**Data supplied**

//! Append-only record of every emitted event.
//!
//! Events are stored in arrival order. Analysis orders them by monotonic
//! capture time instead, because callbacks for different signals arrive in
//! no particular order.

use chrono::{DateTime, SecondsFormat, Utc};
use serde::{Deserialize, Serialize};

/// Emitted instead of an ordering when there is nothing to compare.
pub const TIMELINE_PLACEHOLDER: &str =
    "Not enough events recorded yet to compare their timing";

#[derive(Debug, Clone, PartialEq, Serialize, Deserialize)]
#[serde(rename_all = "camelCase")]
pub struct TimelineEvent {
    pub category: String,
    pub messages: Vec<String>,
    /// Milliseconds since the session origin; the ordering key.
    pub captured_at_ms: f64,
    /// Wall-clock time, for display only.
    pub logged_at: String,
}

impl TimelineEvent {
    pub fn new(
        category: impl Into<String>,
        messages: Vec<String>,
        captured_at_ms: f64,
        logged_at: DateTime<Utc>,
    ) -> Self {
        Self {
            category: category.into(),
            messages,
            captured_at_ms,
            logged_at: logged_at.to_rfc3339_opts(SecondsFormat::Millis, true),
        }
    }
}

#[derive(Debug, Clone, Default)]
pub struct TimelineLog {
    events: Vec<TimelineEvent>,
}

impl TimelineLog {
    pub fn new() -> Self {
        Self::default()
    }

    pub fn append(&mut self, event: TimelineEvent) {
        self.events.push(event);
    }

    pub fn len(&self) -> usize {
        self.events.len()
    }

    pub fn is_empty(&self) -> bool {
        self.events.is_empty()
    }

    /// Events in arrival order.
    pub fn events(&self) -> &[TimelineEvent] {
        &self.events
    }

    /// Lines of the form `"<n>. <category> ➜ <delta>ms"`, ordered by capture
    /// time, with `delta` measured from the earliest event. Fewer than two
    /// events yield a single placeholder line.
    pub fn analyze(&self) -> TimelineAnalysis<'_> {
        if self.events.len() < 2 {
            return TimelineAnalysis {
                ordered: Vec::new(),
                origin: 0.0,
                position: 0,
                placeholder: true,
            };
        }

        let mut ordered: Vec<&TimelineEvent> = self.events.iter().collect();
        ordered.sort_by(|a, b| a.captured_at_ms.total_cmp(&b.captured_at_ms));
        let origin = ordered[0].captured_at_ms;

        TimelineAnalysis {
            ordered,
            origin,
            position: 0,
            placeholder: false,
        }
    }
}

/// Lazy rendering of a timeline ordering; see [`TimelineLog::analyze`].
#[derive(Debug)]
pub struct TimelineAnalysis<'a> {
    ordered: Vec<&'a TimelineEvent>,
    origin: f64,
    position: usize,
    placeholder: bool,
}

impl Iterator for TimelineAnalysis<'_> {
    type Item = String;

    fn next(&mut self) -> Option<String> {
        if self.placeholder {
            if self.position > 0 {
                return None;
            }
            self.position = 1;
            return Some(TIMELINE_PLACEHOLDER.to_string());
        }

        let event = self.ordered.get(self.position)?;
        self.position += 1;
        let delta = (event.captured_at_ms - self.origin).round() as i64;
        Some(format!("{}. {} ➜ {}ms", self.position, event.category, delta))
    }

    fn size_hint(&self) -> (usize, Option<usize>) {
        let remaining = if self.placeholder {
            usize::from(self.position == 0)
        } else {
            self.ordered.len() - self.position
        };
        (remaining, Some(remaining))
    }
}
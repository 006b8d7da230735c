pub mod controller;
pub mod state;

pub use controller::SessionController;
pub use state::{SessionState, SessionStatus};
use std::fs;
use std::path::{Path, PathBuf};

use anyhow::{Context, Result};
use clap::{Args as ClapArgs, Parser, Subcommand};
use serde::Deserialize;
use tokio::sync::watch;

use vitalscope::{
    init_logging, ChannelSource, EntryBatch, Finding, ObservationPump, Report, SessionController,
    Settings, SignalChannel, Visibility,
};

#[derive(Parser, Debug)]
#[command(name = "vitalscope", about = "Replay recorded performance entries into a session")]
struct Cli {
    #[command(subcommand)]
    command: Command,
}

#[derive(Subcommand, Debug)]
enum Command {
    /// Feed a recorded trace through a session and print its report.
    Replay(ReplayArgs),
    /// Write the default settings to a file for editing.
    InitConfig(InitConfigArgs),
}

#[derive(ClapArgs, Debug)]
struct ReplayArgs {
    /// JSON trace with entry batches, optional findings and a hide flag.
    trace: PathBuf,
    /// Settings file; defaults apply when omitted. A named file must exist.
    #[arg(long)]
    config: Option<PathBuf>,
    /// Write the report here instead of stdout.
    #[arg(long)]
    out: Option<PathBuf>,
}

#[derive(ClapArgs, Debug)]
struct InitConfigArgs {
    path: PathBuf,
}

/// Recorded host activity. Channels missing from `supported` are treated as
/// unobservable; omitting the field means every channel is available.
#[derive(Debug, Deserialize)]
#[serde(rename_all = "camelCase")]
struct Trace {
    supported: Option<Vec<SignalChannel>>,
    #[serde(default)]
    batches: Vec<EntryBatch>,
    #[serde(default)]
    findings: Vec<Finding>,
    /// Send a `hidden` visibility change after the last batch.
    #[serde(default)]
    hide: bool,
    #[serde(default)]
    environment: serde_json::Value,
}

#[tokio::main(flavor = "current_thread")]
async fn main() -> Result<()> {
    let debug = std::env::var("VITALSCOPE_DEBUG").is_ok_and(|v| !v.is_empty() && v != "0");
    init_logging(debug);

    let cli = Cli::parse();
    match cli.command {
        Command::Replay(args) => replay(args).await,
        Command::InitConfig(args) => {
            Settings::default().save(&args.path)?;
            log::info!("default settings written to {}", args.path.display());
            Ok(())
        }
    }
}

async fn replay(args: ReplayArgs) -> Result<()> {
    let settings = match &args.config {
        Some(path) => Settings::load_existing(path)?,
        None => Settings::default(),
    };
    let trace = read_trace(&args.trace)?;

    let controller = SessionController::new(&settings)?;
    let (mut source, feed) = match trace.supported {
        Some(channels) => ChannelSource::new(channels),
        None => ChannelSource::with_all_channels(),
    };
    controller.attach(&mut source);

    for finding in trace.findings {
        controller.log_issue(finding.category, finding.messages);
    }

    let (visibility_tx, visibility_rx) = watch::channel(Visibility::Visible);
    let mut pump = ObservationPump::new();
    pump.start(source, controller.clone(), visibility_rx)?;

    for batch in trace.batches {
        if !feed.push(batch.channel, batch.entries) {
            log::warn!("observation pump went away before the trace was fully replayed");
            break;
        }
    }
    drop(feed);

    if trace.hide {
        visibility_tx
            .send(Visibility::Hidden)
            .context("observation pump stopped before the page was hidden")?;
    }
    drop(visibility_tx);
    pump.finish().await?;

    let report = controller.get_report(trace.environment);
    write_report(&report, args.out.as_deref())
}

fn read_trace(path: &Path) -> Result<Trace> {
    let contents = fs::read_to_string(path)
        .with_context(|| format!("Failed to read trace {}", path.display()))?;
    serde_json::from_str(&contents).with_context(|| format!("Invalid trace in {}", path.display()))
}

fn write_report(report: &Report, out: Option<&Path>) -> Result<()> {
    let serialized = serde_json::to_string_pretty(report)?;
    match out {
        Some(path) => fs::write(path, serialized)
            .with_context(|| format!("Failed to write report to {}", path.display())),
        None => {
            println!("{serialized}");
            Ok(())
        }
    }
}
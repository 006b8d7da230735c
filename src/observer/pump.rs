use anyhow::{bail, Context, Result};
use tokio::sync::{mpsc, watch};
use tokio::task::JoinHandle;
use tokio_util::sync::CancellationToken;

use super::{source::EntryBatch, ChannelSource, Visibility};
use crate::session::SessionController;

const ENABLE_LOGS: bool = true;

use crate::{log_debug, log_info};

/// Owns the task that moves host batches into subscriber callbacks and
/// forwards visibility changes to the session.
pub struct ObservationPump {
    handle: Option<JoinHandle<()>>,
    cancel_token: Option<CancellationToken>,
}

impl ObservationPump {
    pub fn new() -> Self {
        Self {
            handle: None,
            cancel_token: None,
        }
    }

    pub fn is_running(&self) -> bool {
        self.handle.is_some()
    }

    pub fn start(
        &mut self,
        mut source: ChannelSource,
        controller: SessionController,
        visibility: watch::Receiver<Visibility>,
    ) -> Result<()> {
        if self.handle.is_some() {
            bail!("observation pump already running");
        }
        let Some(rx) = source.take_receiver() else {
            bail!("channel source was already drained by another pump");
        };

        let cancel_token = CancellationToken::new();
        let handle = tokio::spawn(pump_loop(
            source,
            rx,
            controller,
            visibility,
            cancel_token.clone(),
        ));

        self.handle = Some(handle);
        self.cancel_token = Some(cancel_token);
        Ok(())
    }

    /// Waits for the pump to exit on its own, which happens once the feed
    /// and the visibility sender have both been dropped.
    pub async fn finish(&mut self) -> Result<()> {
        self.cancel_token = None;
        self.join().await
    }

    /// Stops the pump. Batches still queued are dropped.
    pub async fn stop(&mut self) -> Result<()> {
        if let Some(token) = self.cancel_token.take() {
            token.cancel();
        }
        self.join().await
    }

    async fn join(&mut self) -> Result<()> {
        if let Some(handle) = self.handle.take() {
            handle
                .await
                .context("observation pump task failed to join")
                .map(|_| ())
        } else {
            Ok(())
        }
    }
}

impl Default for ObservationPump {
    fn default() -> Self {
        Self::new()
    }
}

async fn pump_loop(
    mut source: ChannelSource,
    mut rx: mpsc::UnboundedReceiver<EntryBatch>,
    controller: SessionController,
    mut visibility: watch::Receiver<Visibility>,
    cancel_token: CancellationToken,
) {
    let mut feed_open = true;
    let mut visibility_open = true;

    // A page can already be hidden when observation starts. Queued batches
    // still go first.
    if *visibility.borrow() == Visibility::Hidden {
        visibility.mark_changed();
    }

    while feed_open || visibility_open {
        tokio::select! {
            biased;
            _ = cancel_token.cancelled() => {
                log_info!("observation pump cancelled for session {}", controller.session_id());
                break;
            }
            batch = rx.recv(), if feed_open => match batch {
                Some(batch) => {
                    let channel = batch.channel;
                    let size = batch.entries.len();
                    let called = source.dispatch(batch);
                    log_debug!("{channel}: {size} entries to {called} subscribers");
                }
                None => {
                    log_debug!("entry feed closed");
                    feed_open = false;
                }
            },
            changed = visibility.changed(), if visibility_open => match changed {
                Ok(()) => {
                    let state = *visibility.borrow_and_update();
                    controller.on_visibility_change(state);
                }
                Err(_) => {
                    log_debug!("visibility sender dropped");
                    visibility_open = false;
                }
            },
        }
    }

    log_info!("observation pump stopped for session {}", controller.session_id());
}
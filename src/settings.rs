use anyhow::{bail, Context, Result};
use serde::{Deserialize, Serialize};
use std::{fs, path::Path};

use crate::scoring::{ConfigError, ScoringConfig, ScoringTable, TriageConfig};

pub const DEFAULT_LABEL: &str = "Vitalscope";

/// Everything a session is configured with. Every field has a default, so a
/// settings file only needs the parts it changes.
#[derive(Debug, Clone, PartialEq, Serialize, Deserialize)]
#[serde(rename_all = "camelCase", default)]
pub struct Settings {
    /// Prefix of every sink header.
    pub label: String,
    pub scoring: ScoringConfig,
    pub triage: TriageConfig,
}

impl Default for Settings {
    fn default() -> Self {
        Self {
            label: DEFAULT_LABEL.into(),
            scoring: ScoringConfig::default(),
            triage: TriageConfig::default(),
        }
    }
}

impl Settings {
    /// Reads and validates a settings file. A missing file means defaults.
    pub fn load(path: impl AsRef<Path>) -> Result<Self> {
        let path = path.as_ref();
        let settings = if path.exists() {
            let contents = fs::read_to_string(path)
                .with_context(|| format!("Failed to read settings from {}", path.display()))?;
            Self::from_json(&contents)
                .with_context(|| format!("Invalid settings in {}", path.display()))?
        } else {
            Self::default()
        };
        Ok(settings)
    }

    /// Like [`Settings::load`], but a missing file is an error. For paths a
    /// user named explicitly.
    pub fn load_existing(path: impl AsRef<Path>) -> Result<Self> {
        let path = path.as_ref();
        if !path.exists() {
            bail!("settings file {} does not exist", path.display());
        }
        Self::load(path)
    }

    pub fn from_json(contents: &str) -> Result<Self> {
        let settings: Settings = serde_json::from_str(contents)?;
        settings.validate()?;
        Ok(settings)
    }

    pub fn validate(&self) -> Result<(), ConfigError> {
        ScoringTable::new(&self.scoring)?;
        self.triage.validate()
    }

    pub fn save(&self, path: impl AsRef<Path>) -> Result<()> {
        let path = path.as_ref();
        let serialized = serde_json::to_string_pretty(self)?;
        fs::write(path, serialized)
            .with_context(|| format!("Failed to write settings to {}", path.display()))
    }
}

#[cfg(test)]
mod tests {
    use super::*;
    use crate::metrics::SignalKind;
    use tempfile::tempdir;

    #[test]
    fn missing_file_yields_defaults() {
        let dir = tempdir().unwrap();
        let settings = Settings::load(dir.path().join("absent.json")).unwrap();
        assert_eq!(settings, Settings::default());
    }

    #[test]
    fn explicitly_named_missing_file_is_an_error() {
        let dir = tempdir().unwrap();
        let path = dir.path().join("typo.json");
        let err = Settings::load_existing(&path).unwrap_err();
        assert!(err.to_string().contains("typo.json"));

        Settings::default().save(&path).unwrap();
        assert_eq!(Settings::load_existing(&path).unwrap(), Settings::default());
    }

    #[test]
    fn save_then_load_preserves_changes() {
        let dir = tempdir().unwrap();
        let path = dir.path().join("vitalscope.json");
        let mut settings = Settings::default();
        settings.label = "Checkout".into();
        settings.triage.long_task_report_over_ms = 50.0;
        settings.triage.minor_max_ms = 125.0;
        settings.triage.moderate_max_ms = 200.0;
        settings.save(&path).unwrap();

        assert_eq!(Settings::load(&path).unwrap(), settings);
    }

    #[test]
    fn inverted_threshold_in_file_is_rejected() {
        let dir = tempdir().unwrap();
        let path = dir.path().join("bad.json");
        fs::write(
            &path,
            r#"{"scoring":{"thresholds":[{"signal":"CLS","good":5,"needsImprovement":2}]}}"#,
        )
        .unwrap();

        let err = Settings::load(&path).unwrap_err();
        let config_error = err
            .chain()
            .find_map(|cause| cause.downcast_ref::<ConfigError>())
            .cloned();
        assert_eq!(
            config_error,
            Some(ConfigError::InvertedThreshold {
                signal: SignalKind::Cls,
                good: 5.0,
                needs_improvement: 2.0,
            })
        );
    }

    #[test]
    fn malformed_json_is_an_error() {
        assert!(Settings::from_json("{ not json").is_err());
    }
}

**What the exercise asks**
Could you reproduce exactly the lines of the entries above, from the one with "async fn main()" through the one with "for batch in", and nothing else?

**Written solution**
async fn main() -> Result<()> {
    let debug = std::env::var("VITALSCOPE_DEBUG").is_ok_and(|v| !v.is_empty() && v != "0");
    init_logging(debug);

    let cli = Cli::parse();
    match cli.command {
        Command::Replay(args) => replay(args).await,
        Command::InitConfig(args) => {
            Settings::default().save(&args.path)?;
            log::info!("default settings written to {}", args.path.display());
            Ok(())
        }
    }
}

async fn replay(args: ReplayArgs) -> Result<()> {
    let settings = match &args.config {
        Some(path) => Settings::load_existing(path)?,
        None => Settings::default(),
    };
    let trace = read_trace(&args.trace)?;

    let controller = SessionController::new(&settings)?;
    let (mut source, feed) = match trace.supported {
        Some(channels) => ChannelSource::new(channels),
        None => ChannelSource::with_all_channels(),
    };
    controller.attach(&mut source);

    for finding in trace.findings {
        controller.log_issue(finding.category, finding.messages);
    }

    let (visibility_tx, visibility_rx) = watch::channel(Visibility::Visible);
    let mut pump = ObservationPump::new();
    pump.start(source, controller.clone(), visibility_rx)?;

    for batch in trace.batches {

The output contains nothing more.